I recently had the opportunity to attend the inaugural National Clinicians Conference on Medical Aid in Dying (NCCMAID) in Berkeley, California, thanks to the generous sponsorship I received from the MERI Education Scholarship Fund in the spring of 2020. As a palliative care physician who cares for seriously ill patients, I found this educational experience to be incredibly rewarding and meaningful. While Medical Aid in Dying (MAID) has been legal in California since 2016, shepherding several of my patients through this process has taught me that we still have a lot of work to do to ensure that patients have equitable access to this service, and that providers can offer this important intervention knowing that we have the support of an effective and efficient institutional process behind us. Attending this conference has enabled me to feel more connected to a nation-wide network of competent and compassionate providers committed to this cause, as well as more comfortable providing this meaningful intervention to my patients who are suffering from terminal illness and strongly wish to pursue this option.

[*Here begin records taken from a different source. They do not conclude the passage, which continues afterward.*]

//! # Structured Logging
//!
//! Sets up the `tracing` subscriber for the keeper. Output goes to stderr so
//! stdout stays free for `check-config` and `version`.
//!
//! The tracker logs every dispatch with `token`, `policy`, `amount` and
//! `error` fields. In JSON mode those fields are flattened onto the top-level
//! object so a log pipeline can group failures per bucket without parsing
//! the message text.

use anyhow::{Context, Result};
use tracing_subscriber::{fmt, layer::SubscriberExt, util::SubscriberInitExt, EnvFilter};

/// Filter used when `RUST_LOG` is unset: keeper and tracker at `info`,
/// request traces from the API at `info`, everything else at `warn`.
pub const DEFAULT_DIRECTIVES: &str = "warn,reward_keeper=info,reward_tracker=info,tower_http=info";

/// Log output format.
#[derive(Debug, Clone, Copy, PartialEq, Eq, clap::ValueEnum)]
pub enum LogFormat {
    /// Human-readable output for a terminal.
    Pretty,
    /// One JSON object per event, dispatch fields at the top level.
    Json,
}

/// `RUST_LOG` if it parses, [`DEFAULT_DIRECTIVES`] otherwise.
fn env_filter() -> EnvFilter {
    EnvFilter::try_from_default_env().unwrap_or_else(|_| EnvFilter::new(DEFAULT_DIRECTIVES))
}

/// Installs the global subscriber. Fails if one is already installed.
pub fn init_logging(format: LogFormat) -> Result<()> {
    let registry = tracing_subscriber::registry().with(env_filter());

    match format {
        LogFormat::Pretty => registry
            .with(fmt::layer().with_target(true).with_writer(std::io::stderr))
            .try_init(),
        LogFormat::Json => registry
            .with(
                fmt::layer()
                    .json()
                    .flatten_event(true)
                    .with_current_span(false)
                    .with_span_list(false)
                    .with_writer(std::io::stderr),
            )
            .try_init(),
    }
    .context("failed to install tracing subscriber")?;

    tracing::debug!(?format, "logging initialized");
    Ok(())
}
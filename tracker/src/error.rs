//! Error type for a single dispatch attempt.
//!
//! Every way one ledger entry can fail to flush ends up as a
//! [`DispatchError`] inside that entry's
//! [`EntryOutcome`](crate::report::EntryOutcome). None of these ever escape
//! [`RewardTracker::flush_all`](crate::tracker::RewardTracker::flush_all).

use thiserror::Error;

use crate::executor::{HandlerError, LookupError};
use crate::key::KeyError;
use crate::ledger::LedgerError;
use crate::wad::WadError;

/// Why one ledger entry was not dispatched (or not fully booked).
#[derive(Debug, Clone, PartialEq, Eq, Error)]
pub enum DispatchError {
    /// The stored key could not be decoded. Only possible if something other
    /// than the codec wrote into the ledger.
    #[error("corrupted ledger key: {0}")]
    Decode(#[from] KeyError),

    /// The swap or transfer primitive failed.
    #[error(transparent)]
    Handler(#[from] HandlerError),

    /// The token's decimals could not be resolved.
    #[error(transparent)]
    Lookup(#[from] LookupError),

    /// The wad amount could not be expressed in the token's native units.
    #[error("amount conversion failed: {0}")]
    Conversion(#[from] WadError),

    /// The action executed but the ledger could not be debited afterwards.
    /// The balance is still on the books and will be dispatched again.
    #[error("dispatched but ledger debit failed: {0}")]
    Ledger(#[from] LedgerError),
}

impl DispatchError {
    /// Short machine-friendly label, used for metrics.
    pub fn kind(&self) -> &'static str {
        match self {
            Self::Decode(_) => "decode",
            Self::Handler(_) => "handler",
            Self::Lookup(_) => "lookup",
            Self::Conversion(_) => "conversion",
            Self::Ledger(_) => "ledger",
        }
    }
}
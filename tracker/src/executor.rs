//! # Dispatch Executors
//!
//! The tracker decides *what* to do with a balance; executors do it. Swap
//! routing, ERC-20 transfers, and `decimals()` calls all need a signer and a
//! chain connection, which the tracker deliberately knows nothing about.
//! Hosts implement these traits and hand them to
//! [`RewardTracker`](crate::tracker::RewardTracker).

use async_trait::async_trait;
use serde::{Deserialize, Serialize};
use thiserror::Error;

use crate::policy::{FeeTier, TokenId};
use crate::wad::SignedWad;

// ---------------------------------------------------------------------------
// Errors
// ---------------------------------------------------------------------------

/// A swap or transfer primitive failed.
#[derive(Debug, Clone, PartialEq, Eq, Error)]
pub enum HandlerError {
    /// The swap could not be executed (no route, reverted, rejected by RPC...).
    #[error("swap failed: {0}")]
    Swap(String),

    /// The transfer could not be executed.
    #[error("transfer failed: {0}")]
    Transfer(String),
}

/// The token's decimal precision could not be resolved.
#[derive(Debug, Clone, PartialEq, Eq, Error)]
#[error("decimals lookup failed for {token}: {reason}")]
pub struct LookupError {
    pub token: TokenId,
    pub reason: String,
}

impl LookupError {
    pub fn new(token: &TokenId, reason: impl Into<String>) -> Self {
        Self {
            token: token.clone(),
            reason: reason.into(),
        }
    }
}

// ---------------------------------------------------------------------------
// Swap overrides
// ---------------------------------------------------------------------------

/// Transaction-level knobs forwarded untouched to every swap.
///
/// All fields are optional; `None` lets the executor pick its own default.
#[derive(Clone, Debug, Default, PartialEq, Eq, Serialize, Deserialize)]
#[serde(default)]
pub struct SwapOverrides {
    /// Gas limit for the swap transaction.
    pub gas_limit: Option<u64>,

    /// Max fee per gas, in wei.
    pub max_fee_per_gas: Option<u64>,

    /// Maximum tolerated slippage in basis points.
    pub slippage_bps: Option<u32>,

    /// Seconds until the swap deadline expires.
    pub deadline_secs: Option<u64>,
}

// ---------------------------------------------------------------------------
// Traits
// ---------------------------------------------------------------------------

/// Swaps a reward token into the base asset on the market maker.
///
/// The amount is wad-denominated; converting to the token's native decimals
/// is the executor's responsibility.
#[async_trait]
pub trait SwapExecutor: Send + Sync {
    async fn swap(
        &self,
        token: &TokenId,
        amount_wad: SignedWad,
        fee: FeeTier,
        overrides: &SwapOverrides,
    ) -> Result<(), HandlerError>;
}

/// Sends `amount_native` (already in the token's own decimals) to `destination`.
#[async_trait]
pub trait TransferExecutor: Send + Sync {
    async fn transfer(
        &self,
        token: &TokenId,
        destination: &str,
        amount_native: u128,
    ) -> Result<(), HandlerError>;
}

/// Resolves a token's `decimals()`.
#[async_trait]
pub trait DecimalsLookup: Send + Sync {
    async fn decimals(&self, token: &TokenId) -> Result<u8, LookupError>;
}

#[cfg(test)]
mod tests {
    use super::*;

    #[test]
    fn overrides_default_from_empty_json() {
        let overrides: SwapOverrides = serde_json::from_str("{}").unwrap();
        assert_eq!(overrides, SwapOverrides::default());
    }

    #[test]
    fn overrides_partial_json() {
        let overrides: SwapOverrides =
            serde_json::from_str(r#"{ "gas_limit": 400000, "slippage_bps": 50 }"#).unwrap();
        assert_eq!(overrides.gas_limit, Some(400_000));
        assert_eq!(overrides.slippage_bps, Some(50));
        assert_eq!(overrides.deadline_secs, None);
    }

    #[test]
    fn error_messages() {
        let err = LookupError::new(&TokenId::new("0xT"), "rpc timeout");
        assert_eq!(err.to_string(), "decimals lookup failed for 0xT: rpc timeout");
        assert_eq!(
            HandlerError::Swap("no pool".into()).to_string(),
            "swap failed: no pool"
        );
    }
}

It was a huge privilege to meet so many providers from all over the country who offer MAID to their terminally ill patients, including Dr. Lonny Shavelson and his team. Lonny was the Chair of the NCCMAID conference and is the founding CEO of Bay Area End of Life Options, a medical practice devoted exclusively to the care of patients considering MAID.  Dr. Shavelson and his colleague, Thalia Wolf (RN), moderated several fascinating discussions on various...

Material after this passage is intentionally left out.